Straight from my book:

"The base of a solid is the region in the xy-plane bounded by Y = Sinx, the X-axis, X = 0, and X = pi/2. What is the volume of the object if every vertical slice of the object parallel to the X-axis is a square?"

Setting up the integral gives us -

{(0,1) (pi/2 - X)^2 dy

I thought I could easily solve the integral but I was wrong. You see, all the variables in the integral must be the same type. So either it's in terms of Y and dy or X and dx. I tried doing it in terms of Y and dy but it was just impractical (I had to find the integral of several "arctan y" squared, pfft). I was shocked, I knew no way of solving the integral. So I thought I'd just change the integral to the variable of dx even though I knew it to be wrong. All I did was exchanging dy with dx and changing from (0,1) to (0, pi/2). But it didn't work since the book gave me different answer. My book reformed the integral as the following -

{(0, pi/2) (pi/2 - X)^2 cos X dx

I know the derivative of sin X is cos X but this didn't make sense to me because I've never seen it done before. If the above integral is correct, then why, when I tried to solve other integrals by changing the variable from dx to dy or from dy to dx using the above method, I always got the wrong answer?

It's hard to explain, so I'm going to use an example of my point. Here's another volume problem -

"A solid has a base bounded by Y = 4 - X^2 and the X-axis.
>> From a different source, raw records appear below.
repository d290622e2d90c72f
use std::{borrow::Cow, sync::Arc};

use crate::{
    foundation::{
        core::Rgb8,
        error::{PostcompError, PostcompResult},
    },
    text::wrap::{TextMeasure, VerticalMetrics},
};

#[derive(Clone, Copy, Debug, Default, PartialEq, Eq)]
/// RGBA8 brush color used by Parley text layout.
pub struct TextBrushRgba8 {
    pub r: u8,
    pub g: u8,
    pub b: u8,
    pub a: u8,
}

impl From<Rgb8> for TextBrushRgba8 {
    fn from(c: Rgb8) -> Self {
        Self {
            r: c.r,
            g: c.g,
            b: c.b,
            a: 255,
        }
    }
}

/// Parley-backed shaper bound to a single font.
///
/// One shaper both measures (for word-wrap) and produces the glyph layouts that get painted, so
/// line breaks always agree with the rendered text. Shapers hold mutable Parley contexts and are
/// created per render from the shared font bytes.
pub struct TextShaper {
    font_ctx: parley::FontContext,
    layout_ctx: parley::LayoutContext<TextBrushRgba8>,
    family_name: String,
    font: vello_cpu::peniko::FontData,
}

impl std::fmt::Debug for TextShaper {
    fn fmt(&self, f: &mut std::fmt::Formatter<'_>) -> std::fmt::Result {
        f.debug_struct("TextShaper")
            .field("family_name", &self.family_name)
            .finish_non_exhaustive()
    }
}

impl TextShaper {
    /// Register `font_bytes` and bind the shaper to its first family.
    pub fn new(font_bytes: Arc<Vec<u8>>) -> PostcompResult<Self> {
        let mut font_ctx = parley::FontContext::default();
        let families = font_ctx
            .collection
            .register_fonts(parley::fontique::Blob::from(font_bytes.as_ref().clone()), None);
        let family_id = families.first().map(|(id, _)| *id).ok_or_else(|| {
            PostcompError::validation("no font families registered from font bytes")
        })?;
        let family_name = font_ctx
            .collection
            .family_name(family_id)
            .ok_or_else(|| PostcompError::validation("registered font family has no name"))?
            .to_string();

        let font = vello_cpu::peniko::FontData::new(
            vello_cpu::peniko::Blob::from(font_bytes.as_ref().clone()),
            0,
        );

        tracing::debug!(family = %family_name, "text shaper ready");
        Ok(Self {
            font_ctx,
            layout_ctx: parley::LayoutContext::new(),
            family_name,
            font,
        })
    }

    pub fn family_name(&self) -> &str {
        &self.family_name
    }

    /// Font handle for glyph painting.
    pub fn font_data(&self) -> &vello_cpu::peniko::FontData {
        &self.font
    }

    /// Shape `text` as a single unbroken line.
    pub fn layout_line(
        &mut self,
        text: &str,
        size_px: f32,
        brush: TextBrushRgba8,
    ) -> PostcompResult<parley::Layout<TextBrushRgba8>> {
        if !size_px.is_finite() || size_px <= 0.0 {
            return Err(PostcompError::validation(
                "text size_px must be finite and > 0",
            ));
        }

        let mut builder = self
            .layout_ctx
            .ranged_builder(&mut self.font_ctx, text, 1.0, true);
        builder.push_default(parley::style::StyleProperty::FontStack(
            parley::style::FontStack::Source(Cow::Owned(self.family_name.clone())),
        ));
        builder.push_default(parley::style::StyleProperty::FontSize(size_px));
        builder.push_default(parley::style::StyleProperty::Brush(brush));

        let mut layout: parley::Layout<TextBrushRgba8> = builder.build(text);
        layout.break_all_lines(None);
        Ok(layout)
    }
}

impl TextMeasure for TextShaper {
    fn measure_width(&mut self, text: &str, size_px: f32) -> PostcompResult<f64> {
        let layout = self.layout_line(text, size_px, TextBrushRgba8::default())?;
        Ok(f64::from(layout.full_width()))
    }

    fn vertical_metrics(&mut self, size_px: f32) -> PostcompResult<VerticalMetrics> {
        let layout = self.layout_line("Hg", size_px, TextBrushRgba8::default())?;
        let line = layout
            .lines()
            .next()
            .ok_or_else(|| PostcompError::render("font produced no line metrics"))?;
        let m = line.metrics();
        Ok(VerticalMetrics {
            ascent: f64::from(m.ascent),
            descent: f64::from(m.descent),
        })
    }
}

#[cfg(test)]
#[path = "../../tests/unit/text/shaper.rs"]
mod tests;
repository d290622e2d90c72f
pub(crate) mod png;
Each cross section perpendicular to the base and parallel to the X-axis is a rectangle of height 2. Find its volume."

Setting up the integral gives us -

{(0,4) 2x(2) dy
4{(0,4) x dy

So... why isn't it possible for me to do the following?

4{(-2,2) x(-2x) dx
-8{(-2,2) x^2 dx
Answer (incorrect, of course): -42 2/3

Note: The derivative of y equals -2x dx. This problem is solved correctly by replacing X with sqrt(4 - y).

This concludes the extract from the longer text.